The Hathitrust Digital Research Center allows you to analyze the 5.7 million volumes kept in Hathitrust's repository, which contains digitizations of the works in many research libraries. You can only remotely read the full content of books that are in the public domain or if your library has a membership in the archive - sorry, we do not - but you can use the research center tool to analyze the data of books that you don't necessarily have full reading access to.
In this exercise you'll see how the different built-in functions of the Hathitrust Research Center can allow you to explore texts in the database from a distant-reading perspective. You'll create wordclouds that show word frequencies within a corpus, and produce a list of all places, times or characters mentioned within a work.
Hathitrust offers the advantage of presenting you with a ready-made collection of sources, along with the algorithms that can be used to process them. But if you have a different, more modern collection of items that you want to analyze, you cannot upload your own materials for analysis with Hathitrust's algorithms. Something to keep in mind while deciding if this tool is right for your project.
A corpus is a technical term for the group of works that you are analyzing. It may be that you want to look at all of one author's works. It may be that you are interested in all of the works in a given genre, or it may be you are interested in the works that came out in a given time-range and area. You'll be creating a workset that consists of the works of Jane Austen. But first you'll need to create a collection that includes the works that you are interested in at the Hathitrust Digital Library
Hathitrust has analysis algorithms built into their research center, this is so users who aren't at partner institutions or want to create visualizations and analyses for works whose full text isn't available for download.
Hathitrusst has made a list of algorithms and their purposes to help you decide which one to use.
These are the words used most often in the Jane Austen novels you picked (excluding stopwords). The larger a word is the more often it is mentioned. The color of a word doesn't mean anything, it's just to make them distinct from each other. If you hover over a word, its total count will appear in a box.
You'll see that across all novels, familial relationships seem to be mentioned often (family, father, mother, sister), and that so are other personal descriptions of rank and address such as captain, general, sir and lady. If you are familiar with Jane Austen, are all of the results as you'd expect or are there any words that are missing or present a surprise?
This algorithm uses the Stanford NLP (Natural Language Processing) model for entities. Basically, it looks at its database of names of people, places, and words that mean time, money or percentages, then at the corpus and records what is used and where. This is a search that will let you pull the amount of times that a given entity (location, person, time, date, monetary amount) are used within your corpus. This can be helpful if you want to map locations in a large group of works, if you want to see how often money is mentioned in novels in one era versus another, or if you want to generate a character name list to search for in another analysis of the text.

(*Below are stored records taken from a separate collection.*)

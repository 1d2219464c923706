// src/noyau/arbre.rs
//
// Arbre binaire en arène : les noeuds sont adressés par des indices stables (NodeId).
//
// Contrats:
// - un noeud occupe au plus UNE case (gauche/droite d’un parent, ou racine) ;
// - `parent` d’un noeud == la case qui le contient (maintenu par set_child, seul point d’écriture) ;
// - pas de cycle : accrocher un ancêtre sous son descendant est refusé ;
// - un indice libéré n’est jamais réutilisé (un NodeId périmé ne désigne jamais un autre noeud).

use std::collections::HashMap;
use std::sync::Arc;

use tracing::{trace, warn};

use super::erreur::{Error, Result};
use super::noeud::NodeKind;
use super::variable::Variable;

#[derive(Clone, Copy, Debug, PartialEq, Eq, Hash, PartialOrd, Ord)]
pub struct NodeId(usize);

impl NodeId {
    pub fn index(self) -> usize {
        self.0
    }
}

#[derive(Clone, Copy, Debug, PartialEq, Eq, Hash)]
pub enum Side {
    Left,
    Right,
}

impl Side {
    pub fn other(self) -> Self {
        match self {
            Self::Left => Self::Right,
            Self::Right => Self::Left,
        }
    }
}

/// Ordre de parcours ; la priorité gauche/droite est donnée par `Side`.
#[derive(Clone, Copy, Debug, PartialEq, Eq, Hash)]
pub enum Order {
    Pre,
    In,
    Post,
}

#[derive(Clone, Debug)]
pub struct Node {
    pub kind: NodeKind,
    left: Option<NodeId>,
    right: Option<NodeId>,
    parent: Option<NodeId>,
}

impl Node {
    pub fn left(&self) -> Option<NodeId> {
        self.left
    }

    pub fn right(&self) -> Option<NodeId> {
        self.right
    }

    pub fn parent(&self) -> Option<NodeId> {
        self.parent
    }

    pub fn child(&self, side: Side) -> Option<NodeId> {
        match side {
            Side::Left => self.left,
            Side::Right => self.right,
        }
    }

    pub fn is_leaf(&self) -> bool {
        self.left.is_none() && self.right.is_none()
    }
}

#[derive(Debug, Default)]
pub struct Tree {
    nodes: Vec<Option<Node>>,
    root: Option<NodeId>,
}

The output will be as follows when it completes. It is only a partial list, but you can download the whole thing by clicking to download entities.csv
Once that is downloaded, open it in Excel or in Google Sheets. I'll be using Excel for the below screenshots, but both have similar functions even if they sometimes have different titles.
I'll just be using Excel's built in sorting capabilities in this next part of the exercise. You can create better graphs in Tableau, so this is mainly to help you see the kind of data that you have.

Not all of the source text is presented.